J.-P. F. : Dans tous les pays, la retraite anticipée a toujours fait partie du pacte social destiné à faire accepter ces évolutions aux salariés en calmant leurs revendications. Mais c'est une solution de court terme qui aggrave le problème de long terme, dans un contexte de vieillissement de la population. Elle fait partie de ce que j'appelle le carré tragique, où, malgré ce vieillissement, on maintiendrait trois politiques intenables à terme : l'abaissement de l'âge de la retraite, la réduction de la durée du travail et l'arrêt de l'immigration. Pour éviter de réduire la population active, il faut revoir ces politiques, à commencer par celles concernant l'employabilité des salariés âgés et l'immigration.

I. V. : Poursuivre le mouvement de retraite anticipée au moment où la durée de vie s'allonge risque d'accroître le déficit des régimes de retraite par répartition. C'est ce que les économistes appellent la dette cachée. En Europe, au cours des vingt dernières années, le taux d'emploi des personnes âgées de plus de 55 ans s'est réduit et il est aujourd'hui beaucoup plus faible qu'aux États-Unis. Cela aura un impact négatif sur la croissance et risque d'aller à l'encontre du choc positif des nouvelles technologies.

Le retournement démographique peut-il favoriser le plein-emploi ?

J.-P. F. : Contrairement à ce que croit Jean Boissonnat, l'économie ne relève pas de l'arithmétique. La croissance dépend en fait de deux facteurs : le taux d'augmentation de la population active et l'évolution du progrès technique. Si la population active diminue, la croissance baissera aussi. La résignation de l'Europe face au chômage nous a fait considérer le travail comme une charité au lieu de le considérer comme une ressource productive.

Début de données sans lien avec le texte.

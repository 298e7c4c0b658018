//! Console system.
//!
//! Provides:
//! - Console variables (cvars) with typed values, read fresh every tick
//! - Command registration and execution
//! - Input parsing
//!
//! # Usage
//! ```ignore
//! let mut console = Console::new();
//! console.register_cvar("cl_forwardspeed", CvarValue::Float(200.0), "Forward speed", CvarFlags::ARCHIVE);
//! console.exec("cl_forwardspeed 400")?;
//! assert_eq!(console.cvar_f32("cl_forwardspeed"), 400.0);
//! ```

use std::collections::HashMap;
use std::sync::{Arc, RwLock};

use anyhow::{anyhow, bail, Context};

/// Console variable value.
#[derive(Debug, Clone, PartialEq)]
pub enum CvarValue {
    Int(i64),
    Float(f64),
    String(String),
    Bool(bool),
}

impl CvarValue {
    pub fn as_float(&self) -> Option<f64> {
        match self {
            CvarValue::Float(v) => Some(*v),
            CvarValue::Int(v) => Some(*v as f64),
            CvarValue::Bool(v) => Some(if *v { 1.0 } else { 0.0 }),
            CvarValue::String(s) => s.parse().ok(),
        }
    }

    pub fn as_bool(&self) -> bool {
        match self {
            CvarValue::Bool(v) => *v,
            CvarValue::Int(v) => *v != 0,
            CvarValue::Float(v) => *v != 0.0,
            CvarValue::String(s) => !s.is_empty() && s != "0" && s.to_lowercase() != "false",
        }
    }

    pub fn as_string(&self) -> String {
        match self {
            CvarValue::String(s) => s.clone(),
            CvarValue::Int(v) => v.to_string(),
            CvarValue::Float(v) => v.to_string(),
            CvarValue::Bool(v) => v.to_string(),
        }
    }

    /// Parses console input: int, then float, then bool, then string.
    pub fn parse(text: &str) -> Self {
        if let Ok(v) = text.parse::<i64>() {
            CvarValue::Int(v)
        } else if let Ok(v) = text.parse::<f64>() {
            CvarValue::Float(v)
        } else if text == "true" {
            CvarValue::Bool(true)
        } else if text == "false" {
            CvarValue::Bool(false)
        } else {
            CvarValue::String(text.trim_matches('"').to_string())
        }
    }
}

impl std::fmt::Display for CvarValue {
    fn fmt(&self, f: &mut std::fmt::Formatter<'_>) -> std::fmt::Result {
        match self {
            CvarValue::Int(v) => write!(f, "{}", v),
            CvarValue::Float(v) => write!(f, "{}", v),
            CvarValue::String(v) => write!(f, "\"{}\"", v),
            CvarValue::Bool(v) => write!(f, "{}", v),
        }
    }
}

/// Console variable metadata.
#[derive(Debug, Clone)]
pub struct Cvar {
    pub name: String,
    pub value: CvarValue,
    pub default: CvarValue,
    pub description: String,
    pub flags: CvarFlags,
    /// Set on every write, cleared by [`Console::take_modified`].
    pub modified: bool,
}

bitflags::bitflags! {
    /// Cvar flags.
    #[derive(Debug, Clone, Copy, PartialEq, Eq)]
    pub struct CvarFlags: u32 {
        const NONE = 0;
        const ARCHIVE = 1 << 0;      // Saved to config
        const USERINFO = 1 << 1;     // Sent to the server on change
    }
}

impl Default for CvarFlags {
    fn default() -> Self {
        Self::NONE
    }
}

/// Command handler function type.
pub type CommandHandler = Box<dyn Fn(&[&str], &mut ConsoleContext) -> anyhow::Result<()> + Send + Sync>;

type CvarMap = Arc<RwLock<HashMap<String, Cvar>>>;

/// Context passed to command handlers.
pub struct ConsoleContext {
    /// Output buffer for command responses.
    pub output: Vec<String>,
    /// Reference to cvars (for commands that need to read/write them).
    pub cvars: CvarMap,
}

impl ConsoleContext {
    pub fn print(&mut self, msg: impl Into<String>) {
        self.output.push(msg.into());
    }

    pub fn get_cvar(&self, name: &str) -> Option<CvarValue> {
        self.cvars.read().ok()?.get(name).map(|c| c.value.clone())
    }

    pub fn set_cvar(&self, name: &str, value: CvarValue) -> anyhow::Result<()> {
        write_cvar(&self.cvars, name, value)
    }
}

fn write_cvar(cvars: &CvarMap, name: &str, value: CvarValue) -> anyhow::Result<()> {
    let mut cvars = cvars.write().map_err(|_| anyhow!("cvar lock poisoned"))?;
    match cvars.get_mut(name) {
        Some(cvar) => {
            cvar.value = value;
            cvar.modified = true;
            Ok(())
        }
        None => bail!("unknown cvar: {}", name),
    }
}

/// The console.
pub struct Console {
    cvars: CvarMap,
    commands: HashMap<String, CommandHandler>,
}

impl Default for Console {
    fn default() -> Self {
        Self::new()
    }
}

impl Console {
    pub fn new() -> Self {
        let mut console = Self {
            cvars: Arc::new(RwLock::new(HashMap::new())),
            commands: HashMap::new(),
        };

        console.register_builtin_commands();
        console
    }

    fn register_builtin_commands(&mut self) {
        // echo <text>
        self.register_command("echo", |args, ctx| {
            ctx.print(args.join(" "));
            Ok(())
        });

        // cvarlist
        self.register_command("cvarlist", |_args, ctx| {
            let mut lines: Vec<String> = {
                let cvars = ctx.cvars.read().map_err(|_| anyhow!("cvar lock poisoned"))?;
                cvars
                    .values()
                    .map(|cvar| {
                        format!("  {} = {} (default: {}) {}", cvar.name, cvar.value, cvar.default, cvar.description)
                    })
                    .collect()
            };
            lines.sort();
            for line in lines {
                ctx.print(line);
            }
            Ok(())
        });

        // set <cvar> <value>
        self.register_command("set", |args, ctx| {
            if args.len() < 2 {
                bail!("usage: set <cvar> <value>");
            }
            let name = args[0];
            let value = CvarValue::parse(&args[1..].join(" "));
            let shown = value.to_string();
            ctx.set_cvar(name, value)?;
            ctx.print(format!("{} = {}", name, shown));
            Ok(())
        });

        // reset <cvar>
        self.register_command("reset", |args, ctx| {
            let Some(name) = args.first() else {
                bail!("usage: reset <cvar>");
            };
            let default = {
                let cvars = ctx.cvars.read().map_err(|_| anyhow!("cvar lock poisoned"))?;
                cvars.get(*name).map(|c| c.default.clone())
            };
            match default {
                Some(default) => ctx.set_cvar(name, default),
                None => bail!("unknown cvar: {}", name),
            }
        });
    }

    /// Registers a console variable. Re-registering keeps the current value.
    pub fn register_cvar(&mut self, name: &str, default: CvarValue, description: &str, flags: CvarFlags) {
        let Ok(mut cvars) = self.cvars.write() else {
            return;
        };
        cvars
            .entry(name.to_string())
            .and_modify(|cvar| {
                cvar.default = default.clone();
                cvar.flags |= flags;
            })
            .or_insert_with(|| Cvar {
                name: name.to_string(),
                value: default.clone(),
                default: default.clone(),
                description: description.to_string(),
                flags,
                modified: false,
            });
    }

    /// Registers a command.
    pub fn register_command<F>(&mut self, name: &str, handler: F)
    where
        F: Fn(&[&str], &mut ConsoleContext) -> anyhow::Result<()> + Send + Sync + 'static,
    {
        self.commands.insert(name.to_string(), Box::new(handler));
    }

    /// Executes a console command line.
    pub fn exec(&mut self, line: &str) -> anyhow::Result<Vec<String>> {
        let line = line.trim();
        if line.is_empty() || line.starts_with("//") {
            return Ok(Vec::new());
        }

        let tokens = parse_command_line(line);
        if tokens.is_empty() {
            return Ok(Vec::new());
        }

        let cmd_name = &tokens[0];
        let args: Vec<&str> = tokens[1..].iter().map(|s| s.as_str()).collect();

        let mut ctx = ConsoleContext {
            output: Vec::new(),
            cvars: Arc::clone(&self.cvars),
        };

        if let Some(handler) = self.commands.get(cmd_name.as_str()) {
            handler(&args, &mut ctx).with_context(|| format!("command '{}'", cmd_name))?;
            return Ok(ctx.output);
        }

        // Bare cvar name queries it, name plus value sets it.
        let current = self
            .cvars
            .read()
            .ok()
            .and_then(|cvars| cvars.get(cmd_name.as_str()).map(|c| (c.value.clone(), c.default.clone())));
        match current {
            Some((value, default)) if args.is_empty() => {
                ctx.print(format!("{} = {} (default: {})", cmd_name, value, default));
            }
            Some(_) => {
                ctx.set_cvar(cmd_name, CvarValue::parse(&args.join(" ")))?;
            }
            None => ctx.print(format!("Unknown command: {}", cmd_name)),
        }

        Ok(ctx.output)
    }

    /// Gets a cvar value.
    pub fn get_cvar(&self, name: &str) -> Option<CvarValue> {
        self.cvars.read().ok()?.get(name).map(|c| c.value.clone())
    }

    /// Reads a numeric cvar; unknown or non-numeric reads as 0.
    pub fn cvar_f32(&self, name: &str) -> f32 {
        self.get_cvar(name).and_then(|v| v.as_float()).unwrap_or(0.0) as f32
    }

    /// Reads a boolean cvar; unknown reads as false.
    pub fn cvar_bool(&self, name: &str) -> bool {
        self.get_cvar(name).is_some_and(|v| v.as_bool())
    }

    /// Sets a cvar value.
    pub fn set_cvar(&self, name: &str, value: CvarValue) -> anyhow::Result<()> {
        write_cvar(&self.cvars, name, value)
    }

    /// Clears the modified mark on every cvar carrying `flags` and reports
    /// whether any of them had been written.
    pub fn take_modified(&self, flags: CvarFlags) -> bool {
        let Ok(mut cvars) = self.cvars.write() else {
            return false;
        };
        let mut any = false;
        for cvar in cvars.values_mut().filter(|c| c.flags.intersects(flags)) {
            any |= std::mem::take(&mut cvar.modified);
        }
        any
    }

    /// Builds a `\key\value` string from every cvar carrying `flags`,
    /// sorted by name.
    pub fn info_string(&self, flags: CvarFlags) -> String {
        let Ok(cvars) = self.cvars.read() else {
            return String::new();
        };
        let mut pairs: Vec<(&str, String)> = cvars
            .values()
            .filter(|c| c.flags.intersects(flags))
            .map(|c| (c.name.as_str(), c.value.as_string()))
            .collect();
        pairs.sort();
        pairs
            .into_iter()
            .map(|(k, v)| format!("\\{}\\{}", k, v))
            .collect()
    }
}

/// Parses a command line into tokens, respecting quotes.
pub fn parse_command_line(line: &str) -> Vec<String> {
    let mut tokens = Vec::new();
    let mut current = String::new();
    let mut in_quotes = false;

    for c in line.chars() {
        match c {
            '"' => {
                in_quotes = !in_quotes;
            }
            ' ' | '\t' if !in_quotes => {
                if !current.is_empty() {
                    tokens.push(std::mem::take(&mut current));
                }
            }
            _ => {
                current.push(c);
            }
        }
    }

    if !current.is_empty() {
        tokens.push(current);
    }

    tokens
}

On est en train de se réjouir de l'éventualité d'une baisse de la quantité de travail. Mais se réjouirait-on de la même manière d'une baisse du stock de capital ? Le retournement démographique va provoquer de multiples problèmes, car la demande des retraités restera très forte au moment même où l'offre des salariés tendra à se réduire. Ce qui engendrera tout à la fois de l'inflation, du déficit budgétaire et, en réaction, une hausse du chômage ! Le chômage des jeunes ne va pas baisser du fait de l'arrivée de générations moins nombreuses. Si la population active baisse, cela va engendrer à terme une baisse de la demande. Que fera-t-on de tous les appartements vides ?

I. V. : Le vieillissement de la population n'est pas neutre pour la performance de l'économie. S'il ne génère pas d'inflation, il produira de la déflation, car l'offre de biens sera trop abondante. La seule chose à faire est d'augmenter l'âge de la retraite et de favoriser l'efficacité du travail des salariés âgés. Reste à convaincre les entreprises et les employés du bien-fondé de cette politique. Il est illusoire de chercher à compenser la baisse démographique par la seule augmentation de la productivité.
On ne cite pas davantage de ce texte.